Da Van Dine aveva preso alcune caratteristiche cui
abbiamo accennato più sopra. Dirò ancora che lo stesso narratore in
prima persona Stacey Bishop, lo pseudonimo di Antheil, è modellato sul
Van Dine, che compare nei romanzi e che è pseudonimo di Willard Huntington Wright.
Lì c’è la famiglia Greene, qui la famiglia Denny.
In tutti e due vi è una matrigna, vedova. In entrambi, essa finisce per
essere ammazzata. In entrambi vi è una biblioteca, in cui si trova un
particolare libro, rivelatore per l’assassinio (il primo), in entrambi i
casi vi è una mente diabolica che pianifica la strage; in entrambi i
casi vi sono considerazioni artistiche; in entrambi i casi vi è un
dottore, lì Von Blon, qui Stein; in entrambi i casi vi è un delitto
commesso con una pistola che non si trova (il terzo omicidio), in
entrambi i casi vi è qualcosa che viene aperto e che provoca la morte.
Troppi elementi simili per non parlare di un esempio di
super-vandinismo.
La cosa che maggiormente mi ha incuriosito,
tuttavia è il fatto che in un romanzo costruito (forse) come omaggio a
Van Dine e al suo modo di costruire i romanzi polizieschi, Antheil vi
avesse inserito sue considerazioni sull’arte (Mirò, Picasso ) e sulla
musica (Stravinskj, Schumann, Raff), attribuendole al protagonista; e
soprattutto sue considerazioni (che gli valsero, come ricorda nella
Prefazione Boncompagni, la considerazione della Polizia parigina) sulla
natura endocrinologia del crimine: in particolare sul timocentrismo.
Considerazioni che egli – nella trattazione del romanzo – affida al
dottor Stein. Quello che però mi ha particolarmente colpito è come Stein
parli del fenomeno e di come egli intenda guarirlo: e per far ciò, tra
le altre, esprime proprie considerazioni sul fatto come, avvalendosi di
determinati espedienti scientifici, si possa tramutare una massa di
deficienti in una serie di menti brillanti. La creazione di una super
razza? La descrizione che fa di Stein è di uno scienziato coltissimo, ma
anche che crede ciecamente nel suo progetto. Il laboratorio con tutti i
suoi apparecchi elettrici, e l’aura che riesce ad ottenere attorno al
corpo umano, mi fanno pensare a Metropolis di Fritz Lang.
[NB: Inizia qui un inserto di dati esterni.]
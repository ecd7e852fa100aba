//! Schema registry - the set of resource kinds an engine can manage

use crate::codec::{self, NativeObject};
use crate::error::{Error, Result};
use crate::schema::ResourceSchema;
use crate::value::Attributes;
use std::collections::BTreeMap;
use std::sync::Arc;

/// A managed resource kind: its schema plus the mapping to the remote's
/// native representation.
///
/// The default `encode`/`decode` are schema-driven; a kind only overrides
/// them when its native shape cannot be described by field renames.
pub trait ResourceKind: Send + Sync {
    /// Kind name as used in addresses and remote calls (e.g., "vault_cluster")
    fn name(&self) -> &'static str;

    /// Human-readable description
    fn description(&self) -> &'static str;

    fn schema(&self) -> &ResourceSchema;

    /// Convert attributes to the native document sent to the remote
    fn encode(&self, attrs: &Attributes) -> Result<NativeObject> {
        codec::to_native(self.schema(), attrs)
    }

    /// Convert a native document returned by the remote to attributes
    fn decode(&self, document: &NativeObject) -> Result<Attributes> {
        codec::from_native(self.schema(), document)
    }
}

/// Registered resource kinds, keyed by name.
///
/// Populated once at startup; lookups take `&self` so a registry can be
/// shared across threads without locking.
#[derive(Clone, Default)]
pub struct SchemaRegistry {
    kinds: BTreeMap<&'static str, Arc<dyn ResourceKind>>,
}

impl SchemaRegistry {
    pub fn new() -> Self {
        Self::default()
    }

    /// Register a kind after validating its schema.
    pub fn register<K: ResourceKind + 'static>(&mut self, kind: K) -> Result<()> {
        let name = kind.name();
        if self.kinds.contains_key(name) {
            return Err(Error::InvalidSchema {
                kind: name.to_string(),
                reason: "kind is registered twice".to_string(),
            });
        }
        kind.schema().validate(name)?;
        log::debug!("Registered resource kind {name}");
        self.kinds.insert(name, Arc::new(kind));
        Ok(())
    }

    /// Get the kind registered under `name`.
    pub fn kind(&self, name: &str) -> Result<&dyn ResourceKind> {
        self.kinds
            .get(name)
            .map(|kind| kind.as_ref())
            .ok_or_else(|| Error::UnknownResourceKind {
                kind: name.to_string(),
            })
    }

    /// Get the schema of the kind registered under `name`.
    pub fn lookup(&self, name: &str) -> Result<&ResourceSchema> {
        self.kind(name).map(|kind| kind.schema())
    }

    pub fn contains(&self, name: &str) -> bool {
        self.kinds.contains_key(name)
    }

    /// Registered kinds in name order.
    pub fn kinds(&self) -> impl Iterator<Item = &dyn ResourceKind> {
        self.kinds.values().map(|kind| kind.as_ref())
    }

    pub fn len(&self) -> usize {
        self.kinds.len()
    }

    pub fn is_empty(&self) -> bool {
        self.kinds.is_empty()
    }
}

impl std::fmt::Debug for SchemaRegistry {
    fn fmt(&self, f: &mut std::fmt::Formatter<'_>) -> std::fmt::Result {
        f.debug_list().entries(self.kinds.keys()).finish()
    }
}

#[cfg(test)]
mod tests {
    use super::*;
    use crate::schema::{AttributeSpec, ValueType};

    struct Widget {
        schema: ResourceSchema,
    }

    impl Widget {
        fn new() -> Self {
            Self {
                schema: ResourceSchema::new()
                    .attribute(AttributeSpec::required("name", ValueType::String)),
            }
        }
    }

    impl ResourceKind for Widget {
        fn name(&self) -> &'static str {
            "widget"
        }

        fn description(&self) -> &'static str {
            "A test widget"
        }

        fn schema(&self) -> &ResourceSchema {
            &self.schema
        }
    }

    struct Broken;

    impl ResourceKind for Broken {
        fn name(&self) -> &'static str {
            "broken"
        }

        fn description(&self) -> &'static str {
            "Declares the reserved id attribute"
        }

        fn schema(&self) -> &ResourceSchema {
            static SCHEMA: std::sync::LazyLock<ResourceSchema> = std::sync::LazyLock::new(|| {
                ResourceSchema::new().attribute(AttributeSpec::optional("id", ValueType::String))
            });
            &SCHEMA
        }
    }

    #[test]
    fn test_lookup() {
        let mut registry = SchemaRegistry::new();
        registry.register(Widget::new()).unwrap();

        assert!(registry.lookup("widget").is_ok());
        assert!(registry.contains("widget"));
        assert_eq!(registry.len(), 1);

        let err = registry.lookup("gadget").unwrap_err();
        assert!(matches!(err, Error::UnknownResourceKind { kind } if kind == "gadget"));
    }

    #[test]
    fn test_register_twice_fails() {
        let mut registry = SchemaRegistry::new();
        registry.register(Widget::new()).unwrap();
        assert!(registry.register(Widget::new()).is_err());
    }

    #[test]
    fn test_register_validates_schema() {
        let mut registry = SchemaRegistry::new();
        assert!(matches!(
            registry.register(Broken),
            Err(Error::InvalidSchema { .. })
        ));
        assert!(registry.is_empty());
    }

    #[test]
    fn test_default_codec() {
        let mut registry = SchemaRegistry::new();
        registry.register(Widget::new()).unwrap();
        let kind = registry.kind("widget").unwrap();

        let attrs = Attributes::from([("name".to_string(), "w".into())]);
        let doc = kind.encode(&attrs).unwrap();
        assert_eq!(kind.decode(&doc).unwrap(), attrs);
    }
}
impl Walk {
    fn object(
        &mut self,
        schema: &ResourceSchema,
        prior: Option<&Attributes>,
        config: &Attributes,
        path: &AttributePath,
    ) -> Attributes {
        for name in config.keys() {
            if !schema.declares(name) {
                self.errors.push(Error::invalid(
                    &path.child(name),
                    "attribute is not declared by the schema",
                ));
            }
        }

        if let Some(prior) = prior {
            for name in prior.keys().filter(|name| !schema.declares(name)) {
                log::warn!("Dropping {} from prior state", path.child(name));
                self.diagnostics.push(Diagnostic::warning(
                    &path.child(name),
                    "no longer declared by the schema; dropped from state",
                ));
            }
        }

        let mut planned = Attributes::new();
        for spec in &schema.attributes {
            let value = self.attribute(
                spec,
                config.get(&spec.name),
                prior.and_then(|p| p.get(&spec.name)),
                &path.child(&spec.name),
            );
            planned.insert(spec.name.clone(), value);
        }

        // Block shapes may depend on the attributes planned above.
        let mut blocks = Vec::with_capacity(schema.blocks.len());
        for block in &schema.blocks {
            let value = self.block(
                block,
                &planned,
                prior,
                config.get(&block.name),
                &path.child(&block.name),
            );
            blocks.push((block.name.clone(), value));
        }
        planned.extend(blocks);

        planned
    }

    fn attribute(
        &mut self,
        spec: &AttributeSpec,
        supplied: Option<&AttributeValue>,
        prior: Option<&AttributeValue>,
        path: &AttributePath,
    ) -> AttributeValue {
        match supplied.filter(|v| !v.is_null()) {
            Some(value) => {
                if !spec.role.accepts_config() {
                    self.errors
                        .push(Error::invalid(path, "attribute is computed and cannot be set"));
                } else if let Err(e) = spec.check(value, path) {
                    self.errors.push(e);
                }
                value.clone()
            }
            None if spec.is_required() => {
                self.errors.push(Error::MissingRequiredAttribute { path: path.clone() });
                AttributeValue::Null
            }
            None if spec.is_computed() => match prior {
                Some(value) if !value.is_null() => value.clone(),
                _ => AttributeValue::Unknown,
            },
            None => AttributeValue::Null,
        }
    }

    fn block(
        &mut self,
        block: &BlockSpec,
        planned_parent: &Attributes,
        prior_parent: Option<&Attributes>,
        supplied: Option<&AttributeValue>,
        path: &AttributePath,
    ) -> AttributeValue {
        let supplied = supplied.filter(|v| !v.is_null());

        let schema = match block.shape.select(planned_parent) {
            Selection::Schema(schema) => schema,
            Selection::Pending => return AttributeValue::Unknown,
            Selection::Unselected => {
                if supplied.is_some() {
                    let discriminator = block.shape.discriminator().unwrap_or_default();
                    self.errors.push(Error::invalid(
                        path,
                        format!("'{discriminator}' must be set to choose the block's shape"),
                    ));
                }
                return AttributeValue::Null;
            }
            Selection::NoVariant(tag) => {
                self.errors
                    .push(Error::invalid(path, format!("no block shape for {tag:?}")));
                return AttributeValue::Null;
            }
        };

        // A prior block planned under a different shape does not carry over.
        let prior = prior_parent
            .filter(|prior| same_selection(block, prior, planned_parent))
            .and_then(|prior| prior.get(&block.name))
            .filter(|v| !v.is_null());

        match block.nesting {
            Nesting::Single => self.single_block(block.role, schema, prior, supplied, path),
            Nesting::List => self.list_block(block.role, schema, prior, supplied, path),
        }
    }

    fn single_block(
        &mut self,
        role: Role,
        schema: &ResourceSchema,
        prior: Option<&AttributeValue>,
        supplied: Option<&AttributeValue>,
        path: &AttributePath,
    ) -> AttributeValue {
        let prior = prior.and_then(AttributeValue::as_object);

        if let Some(value) = supplied {
            let Some(config) = value.as_object() else {
                self.errors.push(Error::invalid(
                    path,
                    format!("expected block, found {}", value.type_name()),
                ));
                return AttributeValue::Null;
            };
            return AttributeValue::Object(self.object(schema, prior, config, path));
        }

        match role {
            Role::Required => {
                self.errors.push(Error::MissingRequiredAttribute { path: path.clone() });
                AttributeValue::Null
            }
            Role::OptionalComputed if !schema.has_required() => {
                AttributeValue::Object(self.object(schema, prior, &Attributes::new(), path))
            }
            // Required inner values can only come from the prior block.
            Role::OptionalComputed => match prior {
                Some(prior) => match required_values(schema, prior) {
                    Some(config) => {
                        AttributeValue::Object(self.object(schema, Some(prior), &config, path))
                    }
                    // Filled by the remote without its required values.
                    None => AttributeValue::Object(prior.clone()),
                },
                None => AttributeValue::Unknown,
            },
            Role::Optional | Role::Computed => AttributeValue::Null,
        }
    }

    fn list_block(
        &mut self,
        role: Role,
        schema: &ResourceSchema,
        prior: Option<&AttributeValue>,
        supplied: Option<&AttributeValue>,
        path: &AttributePath,
    ) -> AttributeValue {
        if let Some(value) = supplied {
            let Some(items) = value.as_list() else {
                self.errors.push(Error::invalid(
                    path,
                    format!("expected list of blocks, found {}", value.type_name()),
                ));
                return AttributeValue::Null;
            };
            let mut planned = Vec::with_capacity(items.len());
            for (i, item) in items.iter().enumerate() {
                let item_path = path.index(i);
                match item.as_object() {
                    Some(config) => planned.push(AttributeValue::Object(
                        self.object(schema, None, config, &item_path),
                    )),
                    None => self.errors.push(Error::invalid(
                        &item_path,
                        format!("expected block, found {}", item.type_name()),
                    )),
                }
            }
            return AttributeValue::List(planned);
        }

        match role {
            Role::Required => {
                self.errors.push(Error::MissingRequiredAttribute { path: path.clone() });
                AttributeValue::Null
            }
            Role::OptionalComputed => prior.cloned().unwrap_or(AttributeValue::Unknown),
            Role::Optional | Role::Computed => AttributeValue::Null,
        }
    }
}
Ma la
considerazione che operando una modificazione radicale del timocentrismo
si riesca a tramutare un criminale in un essere dal cervello brillante,
un superuomo, come egli dice, mi fa pensare a Nietzsche, ma anche agli
studi che vennero dopo di genetica e che individuarono il cromosoma
della criminalità.
Al di là di questo, il romanzo pur essendo un
trionfo della deduzione pura, è troppo difficile per il lettore medio:
perché possa essere capito a fondo, necessita di un lettore che conosca
determinate problematiche, e certamente questo può aver influito sul
successo del romanzo. Forse anche la somiglianza notevole (e taccio su
altre somiglianze ancor più dirette) con The Greene Murder Case, ebbe la sua importanza. Chissà..
Certo
è che Antheil si aspettava un grande riconoscimento del pubblico, ed
invece l’accoglienza non fu quella auspicata. Quello che ne risultò fu
che un grande interprete del modernismo musicale statunitense, cercò
senza grande fortuna di consegnare un’opera poliziesca di grande respiro
alla storia del genere.
Sembra
quasi la storia di un’altra interprete musicale statunitense, Blanche
Bloch, anch’essa vandiniana, che consegnò alla storia un solo romanzo
degno di nota: The Bach Festival Murders (1942).
Ma questa è un’altra storia.
Al di là di tutto ciò,
un romanzo straordinario, pubblicato in Italia per la seconda volta in
assoluto, dopo la prima pubblicazione del 1930.